TASK ITEM :: If a line in the entries below includes "remove", show that line.
(Beginning of MATERIAL PROVIDED)
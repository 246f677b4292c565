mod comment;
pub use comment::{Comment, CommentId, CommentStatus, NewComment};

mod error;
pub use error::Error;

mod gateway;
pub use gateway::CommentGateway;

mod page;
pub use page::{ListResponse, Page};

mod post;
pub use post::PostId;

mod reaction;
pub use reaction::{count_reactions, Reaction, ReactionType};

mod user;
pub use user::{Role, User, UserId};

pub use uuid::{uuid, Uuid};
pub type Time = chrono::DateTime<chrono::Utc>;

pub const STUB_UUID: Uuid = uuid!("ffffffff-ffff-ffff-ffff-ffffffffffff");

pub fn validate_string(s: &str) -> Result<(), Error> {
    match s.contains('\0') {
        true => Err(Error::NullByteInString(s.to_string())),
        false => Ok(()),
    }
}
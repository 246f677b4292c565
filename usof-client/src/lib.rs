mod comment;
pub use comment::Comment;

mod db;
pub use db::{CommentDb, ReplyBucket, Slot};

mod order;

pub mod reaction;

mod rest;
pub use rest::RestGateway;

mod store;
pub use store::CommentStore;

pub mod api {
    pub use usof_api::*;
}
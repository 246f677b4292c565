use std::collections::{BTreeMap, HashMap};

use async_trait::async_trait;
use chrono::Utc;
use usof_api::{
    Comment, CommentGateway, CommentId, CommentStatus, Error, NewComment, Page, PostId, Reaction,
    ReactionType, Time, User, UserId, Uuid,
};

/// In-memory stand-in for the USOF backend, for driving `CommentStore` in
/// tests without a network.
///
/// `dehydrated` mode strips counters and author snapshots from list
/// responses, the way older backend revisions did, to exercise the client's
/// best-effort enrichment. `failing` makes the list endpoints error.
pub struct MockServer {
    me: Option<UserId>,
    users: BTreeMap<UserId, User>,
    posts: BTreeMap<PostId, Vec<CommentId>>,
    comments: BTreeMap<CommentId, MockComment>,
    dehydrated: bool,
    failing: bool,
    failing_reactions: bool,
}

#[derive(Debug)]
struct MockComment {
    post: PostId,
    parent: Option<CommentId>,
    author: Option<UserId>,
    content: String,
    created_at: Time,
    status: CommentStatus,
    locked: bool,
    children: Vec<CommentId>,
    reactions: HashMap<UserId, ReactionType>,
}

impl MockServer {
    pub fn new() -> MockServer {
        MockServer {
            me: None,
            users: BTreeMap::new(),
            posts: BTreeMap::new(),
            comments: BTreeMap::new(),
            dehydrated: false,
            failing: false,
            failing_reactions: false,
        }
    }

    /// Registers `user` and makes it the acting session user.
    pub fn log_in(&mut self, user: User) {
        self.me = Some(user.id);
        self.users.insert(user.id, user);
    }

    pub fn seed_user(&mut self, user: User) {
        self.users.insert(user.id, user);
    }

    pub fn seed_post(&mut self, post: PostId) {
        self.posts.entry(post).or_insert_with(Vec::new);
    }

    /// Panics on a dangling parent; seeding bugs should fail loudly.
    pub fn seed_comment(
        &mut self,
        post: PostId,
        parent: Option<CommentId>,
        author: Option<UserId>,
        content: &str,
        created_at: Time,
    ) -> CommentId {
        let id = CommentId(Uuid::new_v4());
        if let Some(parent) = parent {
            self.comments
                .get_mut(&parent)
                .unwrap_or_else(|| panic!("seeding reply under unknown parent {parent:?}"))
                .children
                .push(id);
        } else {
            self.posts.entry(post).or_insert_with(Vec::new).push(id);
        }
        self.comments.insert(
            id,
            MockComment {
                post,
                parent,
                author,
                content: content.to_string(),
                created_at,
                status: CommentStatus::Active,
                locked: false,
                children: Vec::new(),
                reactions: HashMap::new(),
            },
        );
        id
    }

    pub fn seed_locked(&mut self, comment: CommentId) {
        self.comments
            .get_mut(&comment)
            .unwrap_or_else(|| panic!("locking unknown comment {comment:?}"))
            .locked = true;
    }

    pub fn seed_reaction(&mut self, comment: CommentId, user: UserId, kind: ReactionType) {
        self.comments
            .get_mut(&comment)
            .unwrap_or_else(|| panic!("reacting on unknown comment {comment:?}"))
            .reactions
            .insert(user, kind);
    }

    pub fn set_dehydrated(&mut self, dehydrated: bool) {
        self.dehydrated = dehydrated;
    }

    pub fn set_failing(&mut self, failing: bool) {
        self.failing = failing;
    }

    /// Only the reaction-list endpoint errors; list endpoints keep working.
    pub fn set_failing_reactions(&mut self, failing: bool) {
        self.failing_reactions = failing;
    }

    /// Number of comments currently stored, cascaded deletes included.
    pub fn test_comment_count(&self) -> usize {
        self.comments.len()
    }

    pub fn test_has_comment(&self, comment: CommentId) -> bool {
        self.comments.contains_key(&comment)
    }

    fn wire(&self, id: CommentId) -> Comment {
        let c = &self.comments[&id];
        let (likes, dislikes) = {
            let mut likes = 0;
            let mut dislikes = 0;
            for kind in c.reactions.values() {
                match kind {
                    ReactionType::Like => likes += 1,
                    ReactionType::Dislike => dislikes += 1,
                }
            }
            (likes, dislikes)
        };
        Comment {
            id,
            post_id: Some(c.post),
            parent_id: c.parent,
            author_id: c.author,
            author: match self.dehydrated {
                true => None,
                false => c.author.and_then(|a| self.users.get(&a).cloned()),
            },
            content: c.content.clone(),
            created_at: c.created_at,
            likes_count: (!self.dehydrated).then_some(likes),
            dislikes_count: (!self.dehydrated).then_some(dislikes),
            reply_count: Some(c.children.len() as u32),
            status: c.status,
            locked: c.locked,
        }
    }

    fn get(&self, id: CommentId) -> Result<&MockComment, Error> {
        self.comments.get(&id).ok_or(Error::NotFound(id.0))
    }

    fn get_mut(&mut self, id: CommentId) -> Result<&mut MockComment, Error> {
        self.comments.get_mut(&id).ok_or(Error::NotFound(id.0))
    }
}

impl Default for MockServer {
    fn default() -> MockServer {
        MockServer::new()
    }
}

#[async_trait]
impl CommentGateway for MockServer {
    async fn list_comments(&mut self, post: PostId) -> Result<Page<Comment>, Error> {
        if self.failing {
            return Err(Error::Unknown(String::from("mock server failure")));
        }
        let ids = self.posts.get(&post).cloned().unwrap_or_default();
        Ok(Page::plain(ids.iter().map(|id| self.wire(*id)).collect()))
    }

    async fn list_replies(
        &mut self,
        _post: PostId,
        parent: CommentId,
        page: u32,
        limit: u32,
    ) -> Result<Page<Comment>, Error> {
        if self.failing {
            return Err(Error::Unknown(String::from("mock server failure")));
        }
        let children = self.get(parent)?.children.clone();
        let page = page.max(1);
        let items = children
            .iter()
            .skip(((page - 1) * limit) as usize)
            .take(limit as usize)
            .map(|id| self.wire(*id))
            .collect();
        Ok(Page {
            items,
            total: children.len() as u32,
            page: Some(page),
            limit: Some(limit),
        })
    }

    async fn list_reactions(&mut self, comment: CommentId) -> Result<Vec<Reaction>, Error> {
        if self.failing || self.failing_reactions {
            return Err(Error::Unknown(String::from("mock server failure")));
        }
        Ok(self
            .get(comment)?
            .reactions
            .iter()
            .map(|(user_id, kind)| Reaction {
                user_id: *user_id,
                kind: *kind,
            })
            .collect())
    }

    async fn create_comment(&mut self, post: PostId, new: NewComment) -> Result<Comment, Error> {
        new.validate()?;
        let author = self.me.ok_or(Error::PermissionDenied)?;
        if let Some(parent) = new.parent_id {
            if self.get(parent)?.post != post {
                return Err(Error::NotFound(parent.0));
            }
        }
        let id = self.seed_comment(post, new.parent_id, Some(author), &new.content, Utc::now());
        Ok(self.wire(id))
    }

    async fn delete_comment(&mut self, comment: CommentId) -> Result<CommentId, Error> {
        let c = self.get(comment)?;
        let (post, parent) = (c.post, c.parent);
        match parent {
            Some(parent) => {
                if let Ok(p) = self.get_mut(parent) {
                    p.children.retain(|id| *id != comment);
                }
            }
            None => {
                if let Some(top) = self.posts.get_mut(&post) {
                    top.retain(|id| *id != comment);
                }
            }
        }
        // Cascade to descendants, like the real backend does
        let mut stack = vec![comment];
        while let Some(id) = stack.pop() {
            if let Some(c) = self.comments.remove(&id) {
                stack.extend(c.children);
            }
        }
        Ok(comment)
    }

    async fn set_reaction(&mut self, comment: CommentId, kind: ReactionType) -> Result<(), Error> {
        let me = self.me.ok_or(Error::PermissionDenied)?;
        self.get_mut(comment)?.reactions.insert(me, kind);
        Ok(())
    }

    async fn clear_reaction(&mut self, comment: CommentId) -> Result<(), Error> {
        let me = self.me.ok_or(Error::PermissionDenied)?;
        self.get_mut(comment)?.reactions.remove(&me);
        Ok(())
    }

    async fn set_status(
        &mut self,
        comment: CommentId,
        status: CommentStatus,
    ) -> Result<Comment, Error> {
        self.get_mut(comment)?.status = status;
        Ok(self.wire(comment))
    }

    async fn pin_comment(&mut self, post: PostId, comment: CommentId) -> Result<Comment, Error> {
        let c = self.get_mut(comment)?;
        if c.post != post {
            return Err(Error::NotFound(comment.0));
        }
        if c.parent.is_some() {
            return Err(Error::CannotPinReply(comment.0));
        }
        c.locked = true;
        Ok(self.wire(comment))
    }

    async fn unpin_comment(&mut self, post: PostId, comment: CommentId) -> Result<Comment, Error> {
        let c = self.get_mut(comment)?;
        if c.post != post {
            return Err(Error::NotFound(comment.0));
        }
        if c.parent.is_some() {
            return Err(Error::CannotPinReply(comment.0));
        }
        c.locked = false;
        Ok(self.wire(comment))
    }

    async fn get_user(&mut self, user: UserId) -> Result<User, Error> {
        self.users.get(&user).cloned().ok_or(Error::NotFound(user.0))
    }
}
(End of MATERIAL PROVIDED)
TASK RESPONSE ::
            if let Some(c) = self.comments.remove(&id) {
        self.get_mut(comment)?.reactions.remove(&me);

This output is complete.